Thalissa.Betineli 24/07/2023
Já quero maratonar todos os livros desse autor.
Já faço minha brincadeira no começo: esse livro é como aquele doce que você não dá nada ao entrar em uma padaria, olha para a cobertura de chocolate e te chama a atenção. E então decide provar. Ele vai ter gosto de infância. Daquele doce que você amava quando nova. No meu caso, era as Carolinas.
Quando adolescente, eu comia muitas carolinas enquanto lia. E nessa época, adorava livros de suspense investigativo, como Ágatha Christie, Sidney Sheldon e tantos outros nomes que hoje já não lembro, mas que faziam parte daquelas coleções de bolso. Minha mãe tinha uma pilha, ela lia desde Sabrina até Ninguém é uma Ilha, passando pelo terror e suspense. Foi daí que surgiu meu amor pelo investigativo.
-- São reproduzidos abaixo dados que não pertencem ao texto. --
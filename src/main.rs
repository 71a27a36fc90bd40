use clap::Parser;
use home_synchronizer::{
	CommandRunner, CommitMessageSource, DryRunRunner, GeneratedMessages, NotifySource,
	OpenAiGenerator, ProcessRunner, SyncConfig, SyncError, SynchronizerService, TemplateMessages,
};
use std::path::PathBuf;
use std::process::ExitCode;
use std::sync::Arc;
use std::time::Duration;
use tracing::{error, info, warn, Level};

#[derive(Parser)]
#[command(name = "synchronizer")]
#[command(about = "Mirrors selected home directory files into a git repository and pushes them")]
struct Cli {
	/// Targets file (default: ~/.config/synchronization_targets.json)
	#[arg(short, long)]
	config: Option<PathBuf>,

	/// Git working tree receiving the backup (default: current directory)
	#[arg(short, long)]
	repository: Option<PathBuf>,

	/// Directory inside the repository mirroring the home root (default: <repository>/home)
	#[arg(long)]
	mirror_root: Option<PathBuf>,

	/// Seconds between the first unpushed commit and the push
	#[arg(long, default_value_t = 30)]
	push_interval_secs: u64,

	/// Milliseconds between two ticks of the service loop
	#[arg(long, default_value_t = 500)]
	poll_interval_ms: u64,

	/// Maximum notifications handled per tick
	#[arg(long, default_value_t = 1024)]
	max_events: usize,

	/// Log filesystem and git operations instead of executing them
	#[arg(long)]
	dry_run: bool,

	/// Generate commit titles from the staged diff (reads OPENAI_KEY)
	#[arg(long)]
	generate_messages: bool,

	/// Model used with --generate-messages
	#[arg(long, default_value = OpenAiGenerator::DEFAULT_MODEL)]
	model: String,

	/// Do not back up and commit every target at startup
	#[arg(long)]
	skip_initial_backup: bool,

	/// Enable verbose logging
	#[arg(short, long)]
	verbose: bool,
}

impl Cli {
	fn into_config(self, home: PathBuf) -> anyhow::Result<SyncConfig> {
		let repository = match self.repository {
			Some(path) => path,
			None => std::env::current_dir()?,
		};

		let mut config = SyncConfig::new(home, repository);
		if let Some(path) = self.config {
			config.config_path = path;
		}
		if let Some(path) = self.mirror_root {
			config.mirror_root = path;
		}
		config.push_interval = Duration::from_secs(self.push_interval_secs);
		config.poll_interval = Duration::from_millis(self.poll_interval_ms);
		config.max_events_per_tick = self.max_events;
		config.dry_run = self.dry_run;
		config.initial_backup = !self.skip_initial_backup;
		Ok(config)
	}
}

fn message_source(enabled: bool, model: &str) -> Box<dyn CommitMessageSource> {
	if !enabled {
		return Box::new(TemplateMessages);
	}
	match OpenAiGenerator::from_env(model) {
		Ok(generator) => {
			info!("Generating commit messages with {}", generator.model());
			Box::new(GeneratedMessages::new(generator))
		}
		Err(e) => {
			warn!("Commit message generation disabled: {}", e);
			Box::new(TemplateMessages)
		}
	}
}

async fn run(cli: Cli) -> anyhow::Result<()> {
	let home = SyncConfig::home_from_env()?;
	let messages = message_source(cli.generate_messages, &cli.model);
	let config = cli.into_config(home)?;

	let runner: Arc<dyn CommandRunner> = if config.dry_run {
		info!("Dry run: no files or commits will be written");
		Arc::new(DryRunRunner)
	} else {
		Arc::new(ProcessRunner)
	};

	let service = SynchronizerService::start(
		config,
		NotifySource::new()?,
		NotifySource::new()?,
		runner,
		messages,
	)
	.await?;

	service
		.run_until(async {
			if let Err(e) = tokio::signal::ctrl_c().await {
				error!("Failed to listen for ctrl-c: {}", e);
				std::future::pending::<()>().await;
			}
			info!("Shutting down synchronizer...");
		})
		.await;

	Ok(())
}

#[tokio::main]
async fn main() -> ExitCode {
	let cli = Cli::parse();

	// Initialize tracing
	let level = if cli.verbose {
		Level::DEBUG
	} else {
		Level::INFO
	};
	tracing_subscriber::fmt().with_max_level(level).init();

	match run(cli).await {
		Ok(()) => ExitCode::SUCCESS,
		Err(e) => {
			if let Some(SyncError::MissingHome) = e.downcast_ref::<SyncError>() {
				error!("Cannot locate the home directory: {}", e);
			} else {
				error!("Synchronizer failed: {:#}", e);
			}
			ExitCode::from(1)
		}
	}
}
Fazia muito tempo que eu não lia suspense. Como escritora de romance, meu foco é romance. No entanto - aqui vai uma confissão - amaria escrever um bom suspense que brinca com a nossa cabeça (mas sei que no BR não há público para isso e a gente não paga conta com amor), então me resta a vida de leitora nesse gênero.
Peguei recentemente A Paciente Silenciosa, mais recente, bebe da veia recente da narrativa que não podemos confiar no narrador, mas de maneira medíocre. Dei 3,5 estrelas e agora até acho que foi muito.
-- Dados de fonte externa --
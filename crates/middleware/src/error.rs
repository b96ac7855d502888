use thiserror::Error;

#[derive(Error, Debug)]
pub enum TransportError {
    #[error("connection failed: {0}")]
    ConnectionFailed(String),
    #[error("publish failed: {0}")]
    PublishFailed(String),
    #[error("publish not acknowledged: {0}")]
    AckFailed(String),
    #[error("stream setup failed: {0}")]
    StreamSetup(String),
}
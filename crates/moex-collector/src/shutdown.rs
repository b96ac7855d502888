use tokio_util::sync::CancellationToken;
use tracing::info;

/// Cancel `token` on SIGTERM (Kubernetes pod termination) or ctrl-c.
pub async fn cancel_on_signal(token: CancellationToken) {
    shutdown_signal().await;
    info!("shutdown signal received");
    token.cancel();
}

#[cfg(unix)]
async fn shutdown_signal() {
    use tokio::signal::unix::{signal, SignalKind};
    let mut sigterm = match signal(SignalKind::terminate()) {
        Ok(s) => s,
        Err(e) => {
            tracing::warn!(error = %e, "failed to listen for SIGTERM, using ctrl-c only");
            let _ = tokio::signal::ctrl_c().await;
            return;
        }
    };

    tokio::select! {
        _ = sigterm.recv() => info!("SIGTERM received"),
        _ = tokio::signal::ctrl_c() => info!("ctrl-c received"),
    }
}

#[cfg(not(unix))]
async fn shutdown_signal() {
    let _ = tokio::signal::ctrl_c().await;
}
//! moex-collector: polls MOEX ISS trades and publishes them to NATS
//! JetStream with at-least-once delivery, resuming from a persisted
//! watermark after restarts.

pub mod collector;
pub mod config;
pub mod decoder;
pub mod error;
pub mod fetcher;
pub mod limiter;
pub mod metrics;
pub mod publisher;
pub mod server;
pub mod shutdown;
pub mod trade;
pub mod watermark;

pub use collector::{Collector, CollectorSettings, CycleOutcome, CyclePhase};
pub use config::Config;
pub use error::Error;
pub type Result<T> = std::result::Result<T, Error>;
De repente, encontrei este livro nas andanças pela Amazon. Não dei muito valor no título e não conhecia o autor, mas estava com muita vontade de ler um bom suspense. E o encontrei aqui.
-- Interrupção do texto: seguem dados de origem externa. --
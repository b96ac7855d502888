//! Rate-limited ISS trades client

use std::time::Duration;

use async_trait::async_trait;
use reqwest::Client;
use tokio_util::sync::CancellationToken;
use tracing::debug;

use crate::decoder::{decode_response, TradesResponse};
use crate::error::FetchError;
use crate::limiter::RateLimiter;
use crate::trade::Trade;
use crate::watermark::Watermark;

/// Rows requested per call
pub const PAGE_SIZE: u32 = 100;
pub const DEFAULT_TIMEOUT: Duration = Duration::from_secs(10);
/// One request per second
pub const MIN_REQUEST_INTERVAL: Duration = Duration::from_secs(1);

/// Longest error body kept in a `FetchError::Status`
const MAX_ERROR_BODY: usize = 512;

/// New trades from one fetch, oldest first
#[derive(Debug, Default)]
pub struct FetchedTrades {
    pub trades: Vec<Trade>,
    /// Watermark after all `trades` are published; equals the input
    /// watermark when there is nothing new
    pub watermark: Watermark,
    /// Rows dropped by the decoder
    pub skipped: usize,
    /// Decoded rows at or below the input watermark
    pub stale: usize,
}

/// Source of trades for the collection cycle
#[async_trait]
pub trait TradeSource: Send {
    /// Fetch trades newer than `since` for one engine/market.
    ///
    /// Either returns every new trade of the page or an error; there are no
    /// partial results.
    async fn fetch(
        &mut self,
        engine: &str,
        market: &str,
        since: &Watermark,
        cancel: &CancellationToken,
    ) -> Result<FetchedTrades, FetchError>;
}

/// MOEX ISS REST client
pub struct IssClient {
    http: Client,
    base_url: String,
    timeout: Duration,
    limiter: RateLimiter,
}

impl IssClient {
    /// `base_url` is normally `https://iss.moex.com`
    pub fn new(base_url: impl Into<String>, timeout: Duration) -> Result<Self, reqwest::Error> {
        let http = Client::builder().timeout(timeout).build()?;
        Ok(Self {
            http,
            base_url: base_url.into().trim_end_matches('/').to_string(),
            timeout,
            limiter: RateLimiter::new(MIN_REQUEST_INTERVAL),
        })
    }

    /// Replace the default one-per-second limiter
    pub fn with_limiter(mut self, limiter: RateLimiter) -> Self {
        self.limiter = limiter;
        self
    }

    fn trades_url(&self, engine: &str, market: &str) -> String {
        format!(
            "{}/iss/engines/{}/markets/{}/trades.json",
            self.base_url, engine, market
        )
    }

    /// Page query: newest first, and when a watermark is known only trades
    /// after it (`till=-1` makes `from` mean "after this trade"). The filter
    /// is a courtesy; dedup against the watermark still runs locally.
    fn query(since: &Watermark) -> Vec<(&'static str, String)> {
        let mut params = vec![
            ("iss.meta", "off".to_string()),
            ("iss.only", "trades".to_string()),
            ("limit", PAGE_SIZE.to_string()),
            ("reversed", "1".to_string()),
        ];
        if !since.is_empty() {
            params.push(("from", since.as_str().to_string()));
            params.push(("till", "-1".to_string()));
        }
        params
    }

    fn map_request_error(&self, e: reqwest::Error) -> FetchError {
        if e.is_timeout() {
            FetchError::Timeout {
                timeout_ms: self.timeout.as_millis() as u64,
            }
        } else {
            FetchError::Request(e)
        }
    }

    async fn get_page(
        &self,
        engine: &str,
        market: &str,
        since: &Watermark,
    ) -> Result<TradesResponse, FetchError> {
        let url = self.trades_url(engine, market);
        debug!(url = %url, since = %since, "GET trades");

        let resp = self
            .http
            .get(&url)
            .query(&Self::query(since))
            .send()
            .await
            .map_err(|e| self.map_request_error(e))?;

        let status = resp.status();
        if !status.is_success() {
            let mut body = resp.text().await.unwrap_or_default();
            if body.len() > MAX_ERROR_BODY {
                let mut cut = MAX_ERROR_BODY;
                while !body.is_char_boundary(cut) {
                    cut -= 1;
                }
                body.truncate(cut);
            }
            return Err(FetchError::Status {
                status: status.as_u16(),
                body,
            });
        }

        let body = resp.bytes().await.map_err(|e| self.map_request_error(e))?;
        Ok(TradesResponse::from_slice(&body)?)
    }
}

#[async_trait]
impl TradeSource for IssClient {
    async fn fetch(
        &mut self,
        engine: &str,
        market: &str,
        since: &Watermark,
        cancel: &CancellationToken,
    ) -> Result<FetchedTrades, FetchError> {
        self.limiter
            .acquire(cancel)
            .await
            .map_err(|_| FetchError::CancelledWaiting)?;

        let page = tokio::select! {
            biased;
            () = cancel.cancelled() => return Err(FetchError::Cancelled),
            page = self.get_page(engine, market, since) => page?,
        };

        let decoded = decode_response(&page)?;
        let total = decoded.trades.len();
        let (trades, watermark) = since.select_new(decoded.trades);

        Ok(FetchedTrades {
            stale: total - trades.len(),
            trades,
            watermark,
            skipped: decoded.skipped,
        })
    }
}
Primeiro, que narrativa impecável, fluida, brincalhona, escrito e traduzido com maestria, longe daquelas traduções meia boca usando anglicismos que me doem os olhos. Parece que mergulhei em um livro escrito e traduzido na década de oitenta, bebendo direto da fonte da Agatha Chritie. E isso nos faz se afeiçoar ao narrador, o Mal. Consegui vislumbrar sua vida, seu jeito, sua rotina e, em suas falhas e devaneios, embora ciente que ele era errado e não torcer por ele, criar simpatia.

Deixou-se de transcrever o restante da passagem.